Exercise instructions:
Filter the data below, keeping only lines that contain "PartialEq".

Supplied data:

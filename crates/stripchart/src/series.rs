//! Time-ordered sample storage.

/// A single timestamped reading.
#[derive(Debug, Clone, Copy, PartialEq, Default)]
pub struct Sample {
    /// Seconds, on the same clock the chart is rendered against.
    pub time: f64,
    pub value: f32,
}

impl Sample {
    pub fn new(time: f64, value: f32) -> Self {
        Self { time, value }
    }
}

impl From<(f64, f32)> for Sample {
    fn from((time, value): (f64, f32)) -> Self {
        Self::new(time, value)
    }
}

/// Append-only sequence of samples for one data feed.
///
/// Samples are expected to arrive in non-decreasing time order; the series
/// does not sort or deduplicate them. Nothing is ever evicted, so a
/// long-running feed grows without bound.
#[derive(Debug, Clone, Default, PartialEq)]
pub struct Series {
    samples: Vec<Sample>,
}

impl Series {
    pub fn new() -> Self {
        Self::default()
    }

    pub fn with_capacity(capacity: usize) -> Self {
        Self {
            samples: Vec::with_capacity(capacity),
        }
    }

    /// Append a sample to the end of the series.
    pub fn push(&mut self, sample: Sample) {
        self.samples.push(sample);
    }

    /// Append a `(time, value)` reading.
    pub fn push_value(&mut self, time: f64, value: f32) {
        self.push(Sample::new(time, value));
    }

    pub fn len(&self) -> usize {
        self.samples.len()
    }

    pub fn is_empty(&self) -> bool {
        self.samples.is_empty()
    }

    pub fn first(&self) -> Option<&Sample> {
        self.samples.first()
    }

    pub fn last(&self) -> Option<&Sample> {
        self.samples.last()
    }

    pub fn iter(&self) -> std::slice::Iter<'_, Sample> {
        self.samples.iter()
    }

    pub fn as_slice(&self) -> &[Sample] {
        &self.samples
    }
}

impl<'a> IntoIterator for &'a Series {
    type Item = &'a Sample;
    type IntoIter = std::slice::Iter<'a, Sample>;

    fn into_iter(self) -> Self::IntoIter {
        self.samples.iter()
    }
}

impl Extend<Sample> for Series {
    fn extend<I: IntoIterator<Item = Sample>>(&mut self, iter: I) {
        self.samples.extend(iter);
    }
}

impl FromIterator<Sample> for Series {
    fn from_iter<I: IntoIterator<Item = Sample>>(iter: I) -> Self {
        Self {
            samples: iter.into_iter().collect(),
        }
    }
}

#[cfg(test)]
mod tests {
    use super::*;

    #[test]
    fn test_push_preserves_order() {
        let mut series = Series::new();
        series.push_value(1.0, 10.0);
        series.push(Sample::new(2.0, 20.0));
        series.push((3.0, 30.0).into());

        let times: Vec<f64> = series.iter().map(|s| s.time).collect();
        assert_eq!(times, vec![1.0, 2.0, 3.0]);
        assert_eq!(series.first(), Some(&Sample::new(1.0, 10.0)));
        assert_eq!(series.last(), Some(&Sample::new(3.0, 30.0)));
    }

    #[test]
    fn test_empty_series() {
        let series = Series::new();
        assert!(series.is_empty());
        assert_eq!(series.len(), 0);
        assert!(series.first().is_none());
    }

    #[test]
    fn test_collect_and_extend() {
        let mut series: Series = (0..3).map(|i| Sample::new(i as f64, i as f32)).collect();
        series.extend([Sample::new(3.0, 3.0)]);
        assert_eq!(series.len(), 4);
        assert_eq!(series.as_slice()[3].value, 3.0);
    }
}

Solution below:
#[derive(Debug, Clone, Copy, PartialEq, Default)]
#[derive(Debug, Clone, Default, PartialEq)]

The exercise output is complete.